* PROBLEM TO WORK ON *
From the line containing "return Ok(Some(targets));" through the last line of the entries, set down every line exactly and add nothing.

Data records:

========================================================================

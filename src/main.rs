mod batch_cmd;
mod cli;
mod config;
mod convert;
mod discover;
mod logging;
mod preprocess_cmd;
mod stats_cmd;

use std::process;

use anyhow::Result;
use clap::Parser;

use crate::cli::{Cli, Command};

fn main() {
    let cli = Cli::parse();
    logging::init(cli.verbose);

    if let Err(e) = run(cli.command) {
        eprintln!("Error: {e:#}");
        process::exit(1);
    }
}

fn run(command: Command) -> Result<()> {
    match command {
        Command::Preprocess(args) => preprocess_cmd::run(args),
        Command::Batch(args) => batch_cmd::run(args),
        Command::Stats(args) => stats_cmd::run(args),
    }
}
//! Processing of a single unit: read, resample, cache, record statistics.

use fmprep_array::{ArrayCollection, AttrValue, Attrs, LabeledArray, T, concat};
use fmprep_cache::{CacheStore, UnitKey, UnitOutcome};
use fmprep_io::SourceFile;
use fmprep_regrid::{GridConfig, Resampler, TargetCoords};
use fmprep_stats::StatsAccumulator;
use tracing::{debug, info, warn};

use crate::error::PreprocessError;
use crate::unit::UnitTask;

/// What one worker hands back to the coordinator.
#[derive(Debug, Clone, PartialEq)]
pub struct UnitReport {
    /// The processed unit.
    pub key: UnitKey,
    /// Cache outcome.
    pub outcome: UnitOutcome,
    /// Statistics of the unit's variables, from the fresh result or, when
    /// skipped, from the cached file.
    pub stats: StatsAccumulator,
}

/// Runs the resampling pipeline for units of one cache version.
#[derive(Debug, Clone)]
pub struct UnitProcessor {
    resampler: Resampler,
    store: CacheStore,
    version: String,
    reprocess: bool,
}

impl UnitProcessor {
    /// Creates a processor writing to `store` under `version`.
    ///
    /// # Errors
    ///
    /// Returns [`PreprocessError::Regrid`] if `grid` fails validation.
    pub fn new(store: CacheStore, version: impl Into<String>, grid: GridConfig) -> Result<Self, PreprocessError> {
        Ok(Self {
            resampler: Resampler::new(grid)?,
            store,
            version: version.into(),
            reprocess: false,
        })
    }

    /// Forces recomputation of units whose cache file exists.
    pub fn with_reprocess(mut self, reprocess: bool) -> Self {
        self.reprocess = reprocess;
        self
    }

    /// Returns the cache store.
    pub fn store(&self) -> &CacheStore {
        &self.store
    }

    /// Returns the cache version.
    pub fn version(&self) -> &str {
        &self.version
    }

    /// Processes one unit with skip-if-exists semantics.
    ///
    /// # Errors
    ///
    /// Returns the first read, resampling, gap-filling or write error of the
    /// unit. No file is left behind on error.
    pub fn process(&self, task: &UnitTask) -> Result<UnitReport, PreprocessError> {
        let mut stats = StatsAccumulator::new();
        let outcome = self
            .store
            .process_unit(&self.version, task.key(), self.reprocess, || {
                let (collection, fresh) = self.compute(task)?;
                stats = fresh;
                Ok::<_, PreprocessError>(collection)
            })?;

        if let UnitOutcome::Skipped(_) = outcome {
            let cached = self.store.read_unit(&self.version, task.key())?;
            for array in cached.iter() {
                if task.variables().iter().any(|v| v == array.name()) {
                    stats.add_entry(array.name(), array)?;
                }
            }
        }
        Ok(UnitReport {
            key: task.key().clone(),
            outcome,
            stats,
        })
    }

    /// Reads and resamples every variable of `task` without touching the
    /// cache.
    ///
    /// Variables absent from a file are skipped with a warning. Per-file
    /// results are concatenated along time.
    ///
    /// # Errors
    ///
    /// See [`UnitProcessor::process`].
    pub fn compute(&self, task: &UnitTask) -> Result<(ArrayCollection, StatsAccumulator), PreprocessError> {
        let unit = task.key().to_string();
        if task.variables().is_empty() {
            return Err(PreprocessError::InvalidUnit {
                unit,
                reason: "no variables configured".to_string(),
            });
        }
        let mut out = ArrayCollection::new();
        let mut stats = StatsAccumulator::new();
        if task.files().is_empty() {
            warn!(unit = %unit, "no source files");
            return Ok((out, stats));
        }

        let sources = task
            .files()
            .iter()
            .map(SourceFile::open)
            .collect::<Result<Vec<_>, _>>()?;
        let Some(targets) = self.resolve_targets(task, &sources)? else {
            warn!(unit = %unit, "no configured variable in any source file");
            return Ok((out, stats));
        };

        let mut file_attrs: Vec<Attrs> = Vec::with_capacity(sources.len());
        for source in &sources {
            let mut attrs = Attrs::new();
            if let Some(c) = task.key().collection() {
                attrs.insert("collection".to_string(), AttrValue::from(c));
            }
            attrs.extend(source.global_attrs());
            attrs.extend(task.processing_attrs(&self.version));
            file_attrs.push(attrs);
        }

        for var in task.variables() {
            let mut samples: Vec<LabeledArray> = Vec::with_capacity(sources.len());
            for (source, attrs) in sources.iter().zip(&file_attrs) {
                if !source.has_variable(var) {
                    warn!(variable = %var, path = %source.path().display(), "variable missing from source file");
                    continue;
                }
                let raw = source.read_variable(var)?;
                let quantity = self.resampler.config().quantity_type(var);
                samples.push(
                    self.resampler
                        .subsample(raw, attrs, quantity, task.is_constant(), &targets)?,
                );
            }
            let Some(merged) = merge_samples(samples)? else {
                warn!(variable = %var, unit = %unit, "variable found in no source file");
                continue;
            };
            stats.add_entry(var, &merged)?;
            out.insert(merged);
        }

        if let Some(first) = file_attrs.first() {
            out.update_attrs(first);
        }
        info!(unit = %unit, files = sources.len(), variables = out.len(), "computed unit");
        Ok((out, stats))
    }

    /// Target coordinates of the unit, from the first configured variable
    /// found in the first file that has one.
    fn resolve_targets(
        &self,
        task: &UnitTask,
        sources: &[SourceFile],
    ) -> Result<Option<TargetCoords>, PreprocessError> {
        for source in sources {
            if let Some(var) = task.variables().iter().find(|v| source.has_variable(v)) {
                let raw = source.read_variable(var)?;
                let targets = self.resampler.resolve_targets(&raw)?;
                debug!(unit = %task.key(), variable = %var, targets = ?targets, "resolved target coordinates");
                return Ok(Some(targets));
            }
        }
        Ok(None)
    }
}

/// Concatenates per-file samples along time; a single sample, or samples
/// without a time axis, yield the first.
fn merge_samples(mut samples: Vec<LabeledArray>) -> Result<Option<LabeledArray>, PreprocessError> {
    match samples.len() {
        0 => Ok(None),
        1 => Ok(samples.pop()),
        _ if samples[0].has_dim(T) => Ok(Some(concat(&samples, T)?)),
        _ => Ok(Some(samples.swap_remove(0))),
    }
}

========================================================================

* RESPONSE BELOW *
                return Ok(Some(targets));
            }
        }
        Ok(None)
    }
}

/// Concatenates per-file samples along time; a single sample, or samples
/// without a time axis, yield the first.
fn merge_samples(mut samples: Vec<LabeledArray>) -> Result<Option<LabeledArray>, PreprocessError> {
    match samples.len() {
        0 => Ok(None),
        1 => Ok(samples.pop()),
        _ if samples[0].has_dim(T) => Ok(Some(concat(&samples, T)?)),
        _ => Ok(Some(samples.swap_remove(0))),
    }
}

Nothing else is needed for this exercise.